Da nach wie vor weder ein Impfstoff noch eine wirksame Therapie gegen eine COVID-19-Erkrankung vorhanden sind, besteht insbesondere bei älteren Menschen und bei Menschen mit Vorerkrankungen ein erhöhtes Risiko eines schweren Verlaufs der Erkrankung mit erheblichen Folgen für Leben und Gesundheit. Ferner besteht die Gefahr einer Überforderung des Gesundheitssystems. Deshalb muss es das Ziel sein, durch geeignete Maßnahmen eine Ausbreitung der Infektion mit SARS-CoV-2 einzudämmen und so weit wie möglich zeitlich zu verlangsamen. Nur so können die vorgenannten Risikogruppen ausreichend geschützt werden. Die häusliche Isolation von Kontaktpersonen ist dabei aus infektionsmedizinischer Sicht eine entscheidende Maßnahme zur Unterbrechung möglicher Infektionsketten. Diese Maßnahme ist daher nicht zu beanstanden.
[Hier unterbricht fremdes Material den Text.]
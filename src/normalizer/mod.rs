//! Label Normalizer
//!
//! Applies the ordered rule list to every label of a [`RawTable`] and
//! produces the [`NormalizedTable`] written to `config.json`. Values are
//! passed through or replaced, never computed.

pub mod rules;

use std::collections::BTreeMap;

use tracing::{debug, info};

use crate::error::{PipelineError, Result};
use crate::table::{Cell, Entry, Global, NormalizedTable, RawCell, RawGlobal, RawTable};
use crate::vocabulary::{Field, TRANSITION_SEPARATOR};

pub use rules::{Action, Rewrite, RewriteRule, RuleClass, RuleSet, Slot, Term, STANDARD_RULES};

/// Match counts per rule, in declaration order
#[derive(Debug, Clone, PartialEq, Eq)]
pub struct NormalizationReport {
    pub counts: Vec<(&'static str, usize)>,
}

impl NormalizationReport {
    pub fn count(&self, rule: &str) -> Option<usize> {
        self.counts
            .iter()
            .find(|(name, _)| *name == rule)
            .map(|(_, count)| *count)
    }

    pub fn total(&self) -> usize {
        self.counts.iter().map(|(_, count)| count).sum()
    }

    /// Rules that matched nothing (allowed: not every export has sentinels)
    pub fn unmatched(&self) -> impl Iterator<Item = &'static str> + '_ {
        self.counts
            .iter()
            .filter(|(_, count)| *count == 0)
            .map(|(name, _)| *name)
    }
}

/// Normalize a raw table and check the result for leftover verbose labels
pub fn normalize(raw: &RawTable, rules: &RuleSet) -> Result<(NormalizedTable, NormalizationReport)> {
    let mut normalizer = Normalizer::new(rules);
    let table = normalizer.table(raw)?;
    let report = normalizer.report();

    for (name, count) in &report.counts {
        debug!("Rule {}: {} matches", name, count);
    }
    for name in report.unmatched() {
        debug!("Rule {} matched nothing", name);
    }

    table.verify()?;

    info!(
        "Normalized {} globals and {} habitats ({} rewrites)",
        table.globals.len(),
        table.habitats.len(),
        report.total()
    );

    Ok((table, report))
}

struct Normalizer<'a> {
    rules: &'a RuleSet,
    counts: Vec<usize>,
}

impl<'a> Normalizer<'a> {
    fn new(rules: &'a RuleSet) -> Self {
        Normalizer {
            rules,
            counts: vec![0; rules.rules().len()],
        }
    }

    fn report(&self) -> NormalizationReport {
        NormalizationReport {
            counts: self
                .rules
                .rules()
                .iter()
                .zip(&self.counts)
                .map(|(rule, count)| (rule.name, *count))
                .collect(),
        }
    }

    fn rewrite(&mut self, slot: Slot, text: &str) -> Term {
        let rewrite = self.rules.rewrite(slot, text);
        self.record(&rewrite);
        rewrite.term
    }

    fn record(&mut self, rewrite: &Rewrite) {
        for &position in &rewrite.matched {
            self.counts[position] += 1;
        }
    }

    fn table(&mut self, raw: &RawTable) -> Result<NormalizedTable> {
        let mut table = NormalizedTable::default();

        for (field, global) in &raw.globals {
            table.globals.insert(*field, self.global(*field, global)?);
        }

        for (name, raw_entry) in &raw.habitats {
            let mut entry = Entry::new();
            for (field, cell) in raw_entry {
                entry.insert(*field, self.cell(name, *field, cell)?);
            }
            table.habitats.insert(name.clone(), entry);
        }

        Ok(table)
    }

    fn global(&mut self, field: Field, global: &RawGlobal) -> Result<Global> {
        let scores = match global {
            RawGlobal::Scalar(number) => return Ok(Global::Scalar(number.clone())),
            RawGlobal::Scores(scores) => scores,
        };

        let mut normalized = BTreeMap::new();
        let mut sources: BTreeMap<String, &str> = BTreeMap::new();

        for (label, score) in scores {
            let canonical = match self.rewrite(Slot::Label(field), label) {
                Term::Text(text) => text,
                other => return Err(unexpected(field, "globals", label, &other)),
            };
            insert_unique(&mut sources, field, &canonical, label)?;
            normalized.insert(canonical, score.clone());
        }

        Ok(Global::Scores(normalized))
    }

    fn cell(&mut self, habitat: &str, field: Field, cell: &RawCell) -> Result<Cell> {
        match cell {
            RawCell::Label(label) => match self.rewrite(Slot::Label(field), label) {
                Term::Text(text) => Ok(Cell::Label(text)),
                Term::Null => Ok(Cell::Null),
                other => Err(unexpected(field, habitat, label, &other)),
            },
            RawCell::Grid(grid) => {
                let mut normalized = BTreeMap::new();
                let mut sources: BTreeMap<String, &str> = BTreeMap::new();

                for (key, value) in grid {
                    let canonical_key = self.grid_key(habitat, field, key)?;
                    let years = match self.rewrite(Slot::Years, value) {
                        Term::Years(years) => Some(years),
                        Term::Null => None,
                        other => return Err(unexpected(field, habitat, value, &other)),
                    };
                    insert_unique(&mut sources, field, &canonical_key, key)?;
                    normalized.insert(canonical_key, years);
                }

                Ok(Cell::Grid(normalized))
            }
        }
    }

    fn grid_key(&mut self, habitat: &str, field: Field, key: &str) -> Result<String> {
        if field == Field::EnhancementTime {
            let (baseline, target) = self
                .rules
                .rewrite_transition(key)
                .ok_or_else(|| unnormalized(field, habitat, key))?;
            self.record(&baseline);
            self.record(&target);

            return match (baseline.term, target.term) {
                (Term::Text(baseline), Term::Text(target)) => {
                    Ok(format!("{}{}{}", baseline, TRANSITION_SEPARATOR, target))
                }
                _ => Err(unnormalized(field, habitat, key)),
            };
        }

        match self.rewrite(Slot::Label(Field::Condition), key) {
            Term::Text(text) => Ok(text),
            other => Err(unexpected(field, habitat, key, &other)),
        }
    }
}

/// Fail when two source labels of one map collapse onto the same key
fn insert_unique<'s>(
    sources: &mut BTreeMap<String, &'s str>,
    field: Field,
    canonical: &str,
    source: &'s str,
) -> Result<()> {
    if let Some(first) = sources.insert(canonical.to_string(), source) {
        return Err(PipelineError::Collision {
            field: field.key(),
            first: first.to_string(),
            second: source.to_string(),
            canonical: canonical.to_string(),
        });
    }
    Ok(())
}

fn unnormalized(field: Field, location: &str, label: &str) -> PipelineError {
    PipelineError::Unnormalized {
        field: field.key(),
        location: location.to_string(),
        label: label.to_string(),
    }
}

fn unexpected(field: Field, location: &str, label: &str, term: &Term) -> PipelineError {
    debug!("{} '{}' rewrote to {:?}", field.key(), label, term);
    unnormalized(field, location, label)
}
Es ist voraussichtlich auch nicht zu beanstanden, dass die AV Isolation n.F. für Kontaktpersonen der Kategorie I nach Nr. 6.1 Abs. 1 Satz 1 grundsätzlich eine Dauer der Isolation von 14 Tagen festsetzt. Die mittlere Inkubationszeit, die angibt, welche Zeit von der Ansteckung bis zum Beginn der Erkrankung vergeht, wird in den meisten Studien mit 5 bis 6 Tagen angegeben. In verschiedenen Studien wurde berechnet, zu welchem Zeitpunkt 95% der infizierten Symptome entwickelt hatten. Dabei lag das 95. Perzentil der Inkubationszeit bei 10 bis 14 Tagen (RKI, Epidemiologischer Steckbrief zu SARS-CoV-2 und COVID-19, Stand: 27.11.2020, https://www.rki.de/DE/Content/InfAZ/N/Neuartiges_Coronavirus/Steckbrief.html; jsessionid=CACABEFA7772AE1453BC6E9CFC39B5 DD.internet121#doc13776792bodyText5). Die Regelung ist verhältnismäßig – also geeignet, erforderlich und angemessen -, zumal nach Nr. 6.1 Abs. 1 Satz 2 bzw. 6.4 AV Isolation n.F. nunmehr vorzeitige Beendigungsmöglichkeiten der Quarantäne vorgesehen sind, wenn ein PCR-Test oder Antigentest ein negatives Ergebnis hervorbringt.
f) Auch wenn die Grundrechte der Antragstellerin aufgrund der Isolationsverpflichtung nicht unerheblich beeinträchtigt werden, so ist dies voraussichtlich gleichwohl im Interesse des Schutzes von Leib und Leben der Allgemeinheit gerechtfertigt. Bereits oben wurde dargestellt, dass es lebensbedrohliche und tödliche Krankheitsverläufe gibt, die durch die Isolationsverpflichtung eingedämmt werden sollen. Der Schutz von Leib und Leben der Bevölkerung nach Art. 2 Abs. 2 Satz 1 GG genießt Vorrang vor den in zeitlicher Hinsicht relativ kurzen Beeinträchtigungen der Freiheitsgrundrechte der Antragstellerin.
Nach alledem ist die für die Antragstellerin geltende Verpflichtung zur Isolation bzw. Quarantäne nicht zu beanstanden.
Der Antrag war deshalb mit der Kostenfolge des § 154 Abs. 1 VwGO abzulehnen.
Die Streitwertfestsetzung beruht auf den §§ 53 Abs. 2 Nr. 1, 52 Abs. 1 GKG i.V.m. Nr. 1.5 des Streitwertkatalogs für die Verwaltungsgerichtsbarkeit 2013 (abrufbar auf der Homepage des BVerwG). Das Gericht hat vorliegend von der Möglichkeit Gebrauch gemacht, wegen der Vorwegnahme der Hauptsache den Streitwert bis zur Höhe des für das Hauptsacheverfahren anzunehmenden Streitwerts anzuheben.